Einige andere vermeintliche Männerbastionen haben die Frauen allerdings schon vor erstaunlich langer Zeit erobert: Eine der ersten und bis heute bekanntesten Stierkämpferinnen war die peruanisch-portugiesische „Torera“ Conchita Cintrón (1922 – 2009), die bereits mit 13 Jahren das erste Mal in der Arena stand. Bei einem ihrer letzten Kämpfe, 1949 im spanischen Jáen, stieg sie zum Finale von ihrem Pferd ab und anstatt den Stier zu töten, lies sie mit einer dramatischen Geste ihren Degen fallen und berührte den an ihr vorbeitobenden Stier nur mit den Fingern im Nacken[20]. Das Publikum tobte. Conchita hingegen wurde beim Verlassen der Arena verhaftet, da für Frauen in Spanien zu dieser Zeit der Stierkampf zu Fuß verboten war.
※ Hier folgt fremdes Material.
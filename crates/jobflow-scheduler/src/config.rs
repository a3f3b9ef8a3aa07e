//! Service configuration.

use serde::{Deserialize, Serialize};

/// Configuration for [`crate::JobService`].
#[derive(Debug, Clone, Serialize, Deserialize)]
pub struct ServiceConfig {
    /// Seconds `stop()` waits for an in-flight deferred registration drain
    /// before giving up on it. Defaults to 30.
    #[serde(default = "default_shutdown_timeout")]
    pub shutdown_timeout_secs: u64,

    /// Forward asynchronous engine error events to the log channel.
    /// Hosts that consume the engine's error stream themselves can turn
    /// this off. Defaults to true.
    #[serde(default = "default_forward_engine_errors")]
    pub forward_engine_errors: bool,
}

fn default_shutdown_timeout() -> u64 {
    30
}

fn default_forward_engine_errors() -> bool {
    true
}

impl Default for ServiceConfig {
    fn default() -> Self {
        Self {
            shutdown_timeout_secs: default_shutdown_timeout(),
            forward_engine_errors: default_forward_engine_errors(),
        }
    }
}
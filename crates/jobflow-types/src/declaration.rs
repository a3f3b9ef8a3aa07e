//! Job declarations and handler callables.
//!
//! A `JobDeclaration` describes one named background job: the callable the
//! engine dispatches to, optional execution options, and optional recurrence
//! triggers. Declarations are built once at host configuration time and
//! consumed during registration.

use std::fmt;
use std::future::Future;
use std::sync::Arc;

use futures::future::BoxFuture;

use crate::{JobOptions, ScheduleWhen};

/// Payload handed to a job handler when a job instance fires.
#[derive(Debug, Clone)]
pub struct JobContext {
    /// Name the job was registered under.
    pub name: String,
    /// Data attached to this job instance, if any.
    pub data: Option<serde_json::Value>,
}

/// Boxed future returned by a job handler.
pub type HandlerFuture = BoxFuture<'static, anyhow::Result<()>>;

/// Type-erased async callable invoked by the engine for each job instance.
///
/// Handlers are shared (`Arc`) so a declaration stays cheap to clone and the
/// same callable can be re-registered under the engine's last-wins semantics.
pub type JobHandler = Arc<dyn Fn(JobContext) -> HandlerFuture + Send + Sync>;

/// Wrap an async closure into a [`JobHandler`].
///
/// ```rust
/// use jobflow_types::handler;
///
/// let h = handler(|ctx| async move {
///     println!("running {}", ctx.name);
///     Ok(())
/// });
/// ```
pub fn handler<F, Fut>(f: F) -> JobHandler
where
    F: Fn(JobContext) -> Fut + Send + Sync + 'static,
    Fut: Future<Output = anyhow::Result<()>> + Send + 'static,
{
    Arc::new(move |ctx| Box::pin(f(ctx)))
}

/// Host-supplied description of one background job.
///
/// `name` is the key the engine uses for handler dispatch. Multiple
/// declarations may intentionally share a name; the engine keeps the last
/// registered handler. `schedule` and `every` attach optional one-shot and
/// recurring triggers that are applied once the engine reports readiness.
#[derive(Clone)]
pub struct JobDeclaration {
    /// Unique dispatch key for the engine.
    pub name: String,
    /// Callable invoked when a job instance fires.
    pub handler: JobHandler,
    /// Execution options forwarded to the engine verbatim.
    pub options: Option<JobOptions>,
    /// One-shot trigger: an absolute point or a textual expression.
    pub schedule: Option<ScheduleWhen>,
    /// Recurrence expression, e.g. a cron-like pattern.
    pub every: Option<String>,
}

impl JobDeclaration {
    /// Create a declaration with just a name and a handler.
    pub fn new(name: impl Into<String>, handler: JobHandler) -> Self {
        Self {
            name: name.into(),
            handler,
            options: None,
            schedule: None,
            every: None,
        }
    }

    /// Attach execution options.
    pub fn with_options(mut self, options: JobOptions) -> Self {
        self.options = Some(options);
        self
    }

    /// Attach a one-shot schedule trigger.
    pub fn with_schedule(mut self, when: impl Into<ScheduleWhen>) -> Self {
        self.schedule = Some(when.into());
        self
    }

    /// Attach a recurrence trigger.
    pub fn with_every(mut self, expression: impl Into<String>) -> Self {
        self.every = Some(expression.into());
        self
    }
}

impl fmt::Debug for JobDeclaration {
    fn fmt(&self, f: &mut fmt::Formatter<'_>) -> fmt::Result {
        f.debug_struct("JobDeclaration")
            .field("name", &self.name)
            .field("options", &self.options)
            .field("schedule", &self.schedule)
            .field("every", &self.every)
            .field("handler", &"<async fn>")
            .finish()
    }
}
Orson Welles, ein bekennender Verehrer, äußerte sich einmal über sie: “Ihr Erfolg widerlegt jeden Mann, der jemals behauptet haben sollte, dass eine Frau etwas von ihrer Weiblichkeit verliert, wenn sie mit Männern konkurriert.“
Selbst eine der letzten Bastionen männlicher Vormacht - die katholische Kirche öffnet sich zunehmend gegenüber den Frauen: „Wir sind dabei, die Spitze der katholischen Kirche umzugestalten, es werden auch Frauen diese Spitzenstellungen besetzen.“ verkündete im Juli 2007 Kardinalstaatssekretär Tarcisio Bertone, immerhin die Nummer 2 im Vatikan nach dem Papst. (131) Teilweise ist die Öffnung der Kirche ein Gebot der Not: Aufgrund des in Galicien (Nordwestspanien) herrschenden akuten Priestermangels, müssen dort bereits oft Hausfrauen die Messe in den Kirchen lesen. Bis die Bildzeitung auf ihrer Titelseite einmal stolz vermelden kann „Wir sind Päpstin“ wird wohl aber noch einige Zeit ins Land gehen.
Auch im Fußball ist es mit der männlichen Vorherrschaft nicht mehr weit her:
Bereits im Jahr 1894 wurde zwar das erste britische Frauen-Fußballteam, der „British Ladies Football Club“ gegründet und ein Jahr später fand das erste offizielle weibliche Fußballspiel, England-Nord gegen England-Süd (7:1) statt, welches von immerhin 10.000 Zuschauern verfolgt wurde. In den darauffolgenden Jahrzehnten blieb es aber relativ ruhig um den Frauenfußball. In verschiedenen Ländern wurde er sogar zwischenzeitlich verboten. So war unter dem Motto „Diese Kampfsportart ist der Natur des Weibes im Wesentlichen fremd.“ Frauenfußball vom DFB noch in den Jahren 1955 - 1970 untersagt. Die Frauen hielten sich allerdings nicht daran. Mittlerweile wirbt der DFB für den Frauenfußball und die Schranken fallen:
Seit 2007 gestattet der Deutsche Fußballbund Freundschaftsspiele zwischen Frauen- und Herrenteams.
Bibiana Steinhaus ist die erste Schiedsrichterin, die seit 2007 auch im deutschen Männer-Profi-Fußball pfeifen darf.
Der DFB ist stolz darauf, dass Deutschland im Jahr 2011 die Frauen-Fußballweltmeisterschaft ausrichten durfte.
Nach dem erstmaligen Gewinn der Fußballweltmeisterschaft im Jahr 2003 durch unsere Frauen-Mannschaft wurde in den Medien sogar ernsthaft diskutiert, ob vielleicht bald die erste Frau in einer Männer-Profiliga mitspielen würde.